Engineering Contradictions & Design Principles
Engineering Contradiction Analysis
1Ease of operation
If manual volume control is used, then user can precisely control volume level, but user must continuously adjust volume based on environmental conditions
Solution Approach 1:
The system performs automatic volume compensation by itself without requiring user intervention. The processor continuously monitors audio signals and environmental conditions, then automatically adjusts volume levels using compensation models, making the system self-regulating based on real-time conditions
Solution Approach 2:
The system uses feedback from audio signals and environmental sensors to continuously monitor conditions and adjust volume accordingly. The processor analyzes the audio signal characteristics and environmental noise levels, then applies appropriate compensation models to maintain optimal listening levels dynamically
2Adaptability or versatility
If fixed volume compensation model is used, then system complexity is reduced, but adaptability to different contexts is poor
Solution Approach 1:
The system dynamically selects and switches between different volume compensation models based on the detected context. The processor evaluates environmental conditions and audio characteristics in real-time, then chooses the most appropriate compensation model from multiple available models, making the system adaptive without requiring a completely complex redesign
Solution Approach 2:
The volume compensation functionality is divided into multiple specialized models, each optimized for specific contexts (e.g., noisy environments, quiet environments, different audio types).

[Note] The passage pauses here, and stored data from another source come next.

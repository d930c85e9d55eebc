use chrono::{DateTime, Utc};
use serde::{Deserialize, Serialize};
use uuid::Uuid;

// =============================================================================
// Status
// =============================================================================

/// Status reported by the engine on every completion and result event.
///
/// The engine's taxonomy is open-ended: anything other than `Success`
/// arrives as a numeric failure code the consumer can inspect.
#[derive(Clone, Copy, Debug, PartialEq, Eq, Hash, Serialize, Deserialize)]
#[serde(rename_all = "snake_case")]
pub enum EngineStatus {
    Success,
    Failure(u32),
}

impl EngineStatus {
    pub fn is_success(&self) -> bool {
        matches!(self, EngineStatus::Success)
    }

    /// Returns the numeric status code. `Success` is 0.
    pub fn code(&self) -> u32 {
        match self {
            EngineStatus::Success => 0,
            EngineStatus::Failure(code) => *code,
        }
    }
}

// =============================================================================
// Newtype Wrappers
// =============================================================================

/// Recognition confidence. Range: 0.0 (no confidence) to 1.0 (certain).
#[derive(Clone, Copy, Debug, PartialEq, PartialOrd, Serialize, Deserialize)]
pub struct Confidence(pub f64);

impl Confidence {
    pub fn new(value: f64) -> Self {
        Self(value.clamp(0.0, 1.0))
    }
}

/// Normalized plate text (e.g. "AB12 CDE"). Truncated to 32 characters
/// on creation; no real plate format exceeds that.
#[derive(Clone, Debug, PartialEq, Eq, Hash, Serialize, Deserialize)]
pub struct PlateText(pub String);

impl PlateText {
    pub fn new(text: String) -> Self {
        // Engine text is opaque and may be non-ASCII; cut on a char
        // boundary, never a byte index.
        match text.char_indices().nth(32) {
            Some((idx, _)) => Self(text[..idx].to_string()),
            None => Self(text),
        }
    }

    pub fn is_empty(&self) -> bool {
        self.0.trim().is_empty()
    }
}

// =============================================================================
// Recognition output
// =============================================================================

/// Plate bounding box in frame pixel coordinates.
#[derive(Clone, Copy, Debug, Default, PartialEq, Eq, Serialize, Deserialize)]
pub struct PlateRect {
    pub x: u32,
    pub y: u32,
    pub width: u32,
    pub height: u32,
}

/// One detected plate read. Immutable once produced by the engine.
#[derive(Clone, Debug, PartialEq, Serialize, Deserialize)]
pub struct PlateRead {
    pub plate: PlateText,
    pub confidence: Confidence,
    pub region: PlateRect,
}

/// The image snapshot attached to a result batch.
///
/// Raw frame bytes are excluded from JSON serialization; they exist only
/// for in-process hand-off to the consumer sink.
#[derive(Clone, Debug, Default, PartialEq, Serialize, Deserialize)]
pub struct FrameSnapshot {
    pub width: u32,
    pub height: u32,
    #[serde(skip)]
    pub data: Vec<u8>,
}

/// One recognition event's output: an ordered sequence of plate reads plus
/// the frame they were detected in. Produced atomically by the engine and
/// consumed exactly once by the result dispatcher.
#[derive(Clone, Debug, PartialEq, Serialize, Deserialize)]
pub struct ResultBatch {
    pub id: Uuid,
    pub timestamp: DateTime<Utc>,
    pub reads: Vec<PlateRead>,
    pub frame: FrameSnapshot,
}

impl ResultBatch {
    /// Create a batch stamped with the current time.
    pub fn new(reads: Vec<PlateRead>, frame: FrameSnapshot) -> Self {
        Self {
            id: Uuid::new_v4(),
            timestamp: Utc::now(),
            reads,
            frame,
        }
    }
}

// =============================================================================
// Tests
// =============================================================================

This segmentation allows each model to be relatively simple while the collection provides comprehensive adaptability across various scenarios
3Adaptability or versatility
If multiple volume compensation models are maintained, then context adaptability is improved, but device complexity increases
Solution Approach 1:
Multiple volume compensation models are pre-configured and stored in the device memory before runtime. The processor simply needs to select from these pre-prepared models based on detected context, rather than dynamically generating complex models in real-time, reducing computational complexity while maintaining adaptability
Data Source
AI summary
A method performed by a programmed processor of an electronic device. The device obtains an audio signal, obtains, using one or more microphones, a microphone signal that includes audio of an environment in which the electronic device is located. The device determines a context of the device, and selects a volume compensation model from several models based on the determined context. The device processes the audio signal according to the selected volume compensation model and the microphone signal, and uses the processed audio signal to drive one or more speakers of the device.